The pair reunited when Moore was passing through Copenhagen in 2013. Knudsen was keen to work with him on his solo debut, Perils, but as he still owed him a little money from the last Delanies recordings, was embarrassed to ask, “That’s pretty typical of Anders actually, he is one of the most honest and genuine guys I’ve ever met – he really cares about people.
“So I met him on a street corner on a beautiful late summer afternoon in Copenhagen, he handed me an envelope of money and then took my wife and I on a madcap adventure around the city, through Christiania, we had one of the best nights ever. So many stories to remember together. I felt like he had been through some hard times since I had last seen him – London can be terribly cruel to artistic types – and recording a new album [Perils] would be a way of making peace with himself.”

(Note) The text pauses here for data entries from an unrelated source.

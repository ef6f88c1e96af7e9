use std::collections::{BTreeMap, BTreeSet};

use eframe::egui::Color32;
use palette::{Hsl, IntoColor, Srgb};

/// Grey used for outlines and label backgrounds, `(0.5, 0.5, 0.5)`.
pub const REGION_GREY: Color32 = Color32::from_rgb(128, 128, 128);

/// Mask segments are drawn in black.
pub const MASK_COLOR: Color32 = Color32::BLACK;

// ---------------------------------------------------------------------------
// Color palette generator
// ---------------------------------------------------------------------------

/// `n` evenly spaced hues at fixed saturation and lightness, starting at red.
pub fn generate_palette(n: usize) -> Vec<Color32> {
    let step = 360.0 / n.max(1) as f32;
    (0..n)
        .map(|i| {
            let rgb: Srgb = Hsl::new(i as f32 * step, 0.65, 0.45).into_color();
            let rgb: Srgb<u8> = rgb.into_format();
            Color32::from_rgb(rgb.red, rgb.green, rgb.blue)
        })
        .collect()
}

// ---------------------------------------------------------------------------
// Region type → Color32
// ---------------------------------------------------------------------------

/// Maps resolved region type names to distinct outline colours.
#[derive(Debug, Clone, Default)]
pub struct TypeColors {
    mapping: BTreeMap<String, Color32>,
}

impl TypeColors {
    /// Build the mapping from the set of type names present in a survey.
    pub fn new(type_names: &BTreeSet<String>) -> Self {
        let palette = generate_palette(type_names.len());
        TypeColors {
            mapping: type_names.iter().cloned().zip(palette).collect(),
        }
    }

    /// Colour for a type name; grey for names not seen at construction.
    pub fn color_for(&self, type_name: &str) -> Color32 {
        self.mapping.get(type_name).copied().unwrap_or(REGION_GREY)
    }

    /// Legend entries (type name → colour) for the UI.
    pub fn legend_entries(&self) -> Vec<(String, Color32)> {
        self.mapping
            .iter()
            .map(|(name, c)| (name.clone(), *c))
            .collect()
    }
}
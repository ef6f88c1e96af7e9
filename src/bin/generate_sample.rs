//! Writes `demo_mask.json`, a synthetic Interpretation-group export with a
//! handful of fish schools, for trying the pipeline without LSSS data.
//!
//! Usage: `cargo run --bin generate_sample [OUTPUT]`

use std::path::PathBuf;

use anyhow::Context;
use serde_json::{json, Value};

/// First ping time, milliseconds since 1601-01-01.
const START_MS: f64 = 13_189_218_000_000.0;
const PING_INTERVAL_MS: f64 = 1000.0;

/// SONAR-netCDF4 region classes.
const REGION_TYPES: [(&str, i64); 5] = [
    ("empty_water", 0),
    ("no_data", 1),
    ("analysis", 2),
    ("track", 3),
    ("marker", 4),
];

const CATEGORIES: [&str; 4] = ["herring", "sprat", "mackerel", "0-group"];

/// splitmix64, enough for reproducible shapes.
struct SimpleRng(u64);

impl SimpleRng {
    fn next_u64(&mut self) -> u64 {
        self.0 = self.0.wrapping_add(0x9E37_79B9_7F4A_7C15);
        let mut z = self.0;
        z = (z ^ (z >> 30)).wrapping_mul(0xBF58_476D_1CE4_E5B9);
        z = (z ^ (z >> 27)).wrapping_mul(0x94D0_49BB_1331_11EB);
        z ^ (z >> 31)
    }

    /// Uniform in `[lo, hi)`.
    fn uniform(&mut self, lo: f64, hi: f64) -> f64 {
        let unit = (self.next_u64() >> 11) as f64 / (1u64 << 53) as f64;
        lo + unit * (hi - lo)
    }

    fn below(&mut self, n: usize) -> usize {
        (self.next_u64() % n as u64) as usize
    }
}

struct School {
    id: i64,
    type_code: i64,
    times: Vec<f64>,
    depths: Vec<Vec<f64>>,
}

impl School {
    fn generate(id: i64, first_ping: usize, rng: &mut SimpleRng) -> Self {
        let pings = 5 + rng.below(20);
        let centre = rng.uniform(30.0, 250.0);
        let height = rng.uniform(5.0, 25.0);

        let mut times = Vec::with_capacity(pings);
        let mut depths = Vec::with_capacity(pings);
        for p in 0..pings {
            times.push(START_MS + (first_ping + p) as f64 * PING_INTERVAL_MS);

            // Lens-shaped school, sometimes split into two layers.
            let shape = (std::f64::consts::PI * (p as f64 + 0.5) / pings as f64).sin();
            let top = centre - height * shape;
            let bottom = centre + height * shape;
            let ranges = if rng.below(4) == 0 {
                let gap = rng.uniform(0.2, 0.4) * (bottom - top);
                let mid = (top + bottom) / 2.0;
                vec![round1(top), round1(mid - gap / 2.0), round1(mid + gap / 2.0), round1(bottom)]
            } else {
                vec![round1(top), round1(bottom)]
            };
            depths.push(ranges);
        }

        School {
            id,
            type_code: if rng.below(5) == 0 { 4 } else { 3 },
            times,
            depths,
        }
    }

    fn min_depth(&self) -> f64 {
        self.depths.iter().flatten().copied().fold(f64::INFINITY, f64::min)
    }

    fn max_depth(&self) -> f64 {
        self.depths.iter().flatten().copied().fold(f64::NEG_INFINITY, f64::max)
    }
}

fn round1(v: f64) -> f64 {
    (v * 10.0).round() / 10.0
}

fn build_export(schools: &[School], rng: &mut SimpleRng) -> Value {
    let mut category_ids = Vec::new();
    let mut category_names = Vec::new();
    let mut proportions = Vec::new();
    for school in schools {
        let first = CATEGORIES[rng.below(CATEGORIES.len())];
        if rng.below(2) == 0 {
            let share = round1(rng.uniform(0.5, 0.9));
            let second = CATEGORIES[rng.below(CATEGORIES.len())];
            category_ids.extend([school.id, school.id]);
            category_names.extend([first, second]);
            proportions.extend([share, round1(1.0 - share)]);
        } else {
            category_ids.push(school.id);
            category_names.push(first);
            proportions.push(1.0);
        }
    }

    let enum_table: serde_json::Map<String, Value> = REGION_TYPES
        .iter()
        .map(|&(label, code)| (label.to_string(), json!(code)))
        .collect();

    let times: Vec<&Vec<f64>> = schools.iter().map(|s| &s.times).collect();
    let depths: Vec<&Vec<Vec<f64>>> = schools.iter().map(|s| &s.depths).collect();
    let min_depth: Vec<f64> = schools.iter().map(School::min_depth).collect();
    let max_depth: Vec<f64> = schools.iter().map(School::max_depth).collect();
    let start_time: Vec<f64> = schools.iter().map(|s| s.times[0]).collect();
    let end_time: Vec<f64> = schools.iter().map(|s| s.times[s.times.len() - 1]).collect();
    let ids: Vec<i64> = schools.iter().map(|s| s.id).collect();
    let names: Vec<String> = schools.iter().map(|s| format!("school {}", s.id)).collect();
    let type_codes: Vec<i64> = schools.iter().map(|s| s.type_code).collect();

    json!({
        "Interpretation/v1": {
            "mask_times": {
                "data": times,
                "attrs": {
                    "units": "milliseconds since 1601-01-01 00:00:00Z",
                    "calendar": "gregorian"
                }
            },
            "mask_depths": { "data": depths, "attrs": { "units": "m" } },
            "sound_speed": { "data": 1496.0, "attrs": { "units": "m/s" } },
            "min_depth": { "data": min_depth },
            "max_depth": { "data": max_depth },
            "start_time": { "data": start_time },
            "end_time": { "data": end_time },
            "region_id": { "data": ids },
            "region_name": { "data": names },
            "region_type": { "data": type_codes, "enum": enum_table },
            "region_category_ids": { "data": category_ids },
            "region_category_names": { "data": category_names },
            "region_category_proportions": { "data": proportions }
        }
    })
}

fn main() -> anyhow::Result<()> {
    let output = std::env::args_os()
        .nth(1)
        .map(PathBuf::from)
        .unwrap_or_else(|| PathBuf::from("demo_mask.json"));

    let mut rng = SimpleRng(42);
    let mut schools = Vec::new();
    let mut ping = 0;
    for id in 1..=8 {
        ping += 10 + rng.below(30);
        let school = School::generate(id, ping, &mut rng);
        ping += school.times.len();
        schools.push(school);
    }

    let export = build_export(&schools, &mut rng);
    let text = serde_json::to_string_pretty(&export)?;
    std::fs::write(&output, text).with_context(|| format!("writing {}", output.display()))?;

    println!(
        "Wrote {} regions ({} pings) to {}",
        schools.len(),
        schools.iter().map(|s| s.times.len()).sum::<usize>(),
        output.display()
    );
    Ok(())
}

The first album was recorded pretty quickly, “There was no time for him to agonise over any of it, we just had to hold our breath and jump in head first,” tells Moore. “The process wasn’t without its dramas, and I think it was probably a bit terrifying for him at times, but we got there! I think as a piece of art, it’s a perfect snapshot of an artist moving between big emotional states. I think any artist will relate to that. There are often big dark times to deal with, and when you finally start moving out of them, it can feel like a reinvention of yourself, you are suddenly inhabiting a new flavour of wisdom… maybe like a snake shedding its skin. That’s how I see Perils.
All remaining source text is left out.